-- Description of the task --
Exactly as they stand, the data below are to be printed again.

-- Extracted material --
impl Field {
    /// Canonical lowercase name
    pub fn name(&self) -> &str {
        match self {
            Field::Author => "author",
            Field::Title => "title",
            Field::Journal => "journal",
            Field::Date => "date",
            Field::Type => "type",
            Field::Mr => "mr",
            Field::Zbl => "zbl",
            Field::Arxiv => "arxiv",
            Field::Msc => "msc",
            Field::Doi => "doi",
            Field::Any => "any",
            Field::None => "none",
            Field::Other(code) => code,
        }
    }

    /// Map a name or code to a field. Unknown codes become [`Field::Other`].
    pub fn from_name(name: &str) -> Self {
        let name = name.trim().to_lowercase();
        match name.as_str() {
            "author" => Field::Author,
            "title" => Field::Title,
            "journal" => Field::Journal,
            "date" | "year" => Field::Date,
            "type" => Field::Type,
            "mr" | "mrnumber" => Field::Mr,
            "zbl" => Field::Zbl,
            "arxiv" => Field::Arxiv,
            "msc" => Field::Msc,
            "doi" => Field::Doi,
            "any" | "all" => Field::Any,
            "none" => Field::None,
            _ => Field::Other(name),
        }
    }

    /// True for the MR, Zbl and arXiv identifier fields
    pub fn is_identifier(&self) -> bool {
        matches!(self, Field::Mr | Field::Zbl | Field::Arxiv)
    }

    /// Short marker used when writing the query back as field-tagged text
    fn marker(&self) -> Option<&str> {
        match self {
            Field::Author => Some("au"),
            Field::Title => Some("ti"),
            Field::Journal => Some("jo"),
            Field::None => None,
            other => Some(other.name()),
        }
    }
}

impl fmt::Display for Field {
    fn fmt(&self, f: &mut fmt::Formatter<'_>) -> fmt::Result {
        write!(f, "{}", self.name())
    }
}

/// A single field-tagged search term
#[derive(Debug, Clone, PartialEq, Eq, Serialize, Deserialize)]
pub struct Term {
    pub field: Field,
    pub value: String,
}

-- Answer --
impl Field {
    /// Canonical lowercase name
    pub fn name(&self) -> &str {
        match self {
            Field::Author => "author",
            Field::Title => "title",
            Field::Journal => "journal",
            Field::Date => "date",
            Field::Type => "type",
            Field::Mr => "mr",
            Field::Zbl => "zbl",
            Field::Arxiv => "arxiv",
            Field::Msc => "msc",
            Field::Doi => "doi",
            Field::Any => "any",
            Field::None => "none",
            Field::Other(code) => code,
        }
    }

    /// Map a name or code to a field. Unknown codes become [`Field::Other`].
    pub fn from_name(name: &str) -> Self {
        let name = name.trim().to_lowercase();
        match name.as_str() {
            "author" => Field::Author,
            "title" => Field::Title,
            "journal" => Field::Journal,
            "date" | "year" => Field::Date,
            "type" => Field::Type,
            "mr" | "mrnumber" => Field::Mr,
            "zbl" => Field::Zbl,
            "arxiv" => Field::Arxiv,
            "msc" => Field::Msc,
            "doi" => Field::Doi,
            "any" | "all" => Field::Any,
            "none" => Field::None,
            _ => Field::Other(name),
        }
    }

    /// True for the MR, Zbl and arXiv identifier fields
    pub fn is_identifier(&self) -> bool {
        matches!(self, Field::Mr | Field::Zbl | Field::Arxiv)
    }

    /// Short marker used when writing the query back as field-tagged text
    fn marker(&self) -> Option<&str> {
        match self {
            Field::Author => Some("au"),
            Field::Title => Some("ti"),
            Field::Journal => Some("jo"),
            Field::None => None,
            other => Some(other.name()),
        }
    }
}

impl fmt::Display for Field {
    fn fmt(&self, f: &mut fmt::Formatter<'_>) -> fmt::Result {
        write!(f, "{}", self.name())
    }
}

/// A single field-tagged search term
#[derive(Debug, Clone, PartialEq, Eq, Serialize, Deserialize)]
pub struct Term {
    pub field: Field,
    pub value: String,
}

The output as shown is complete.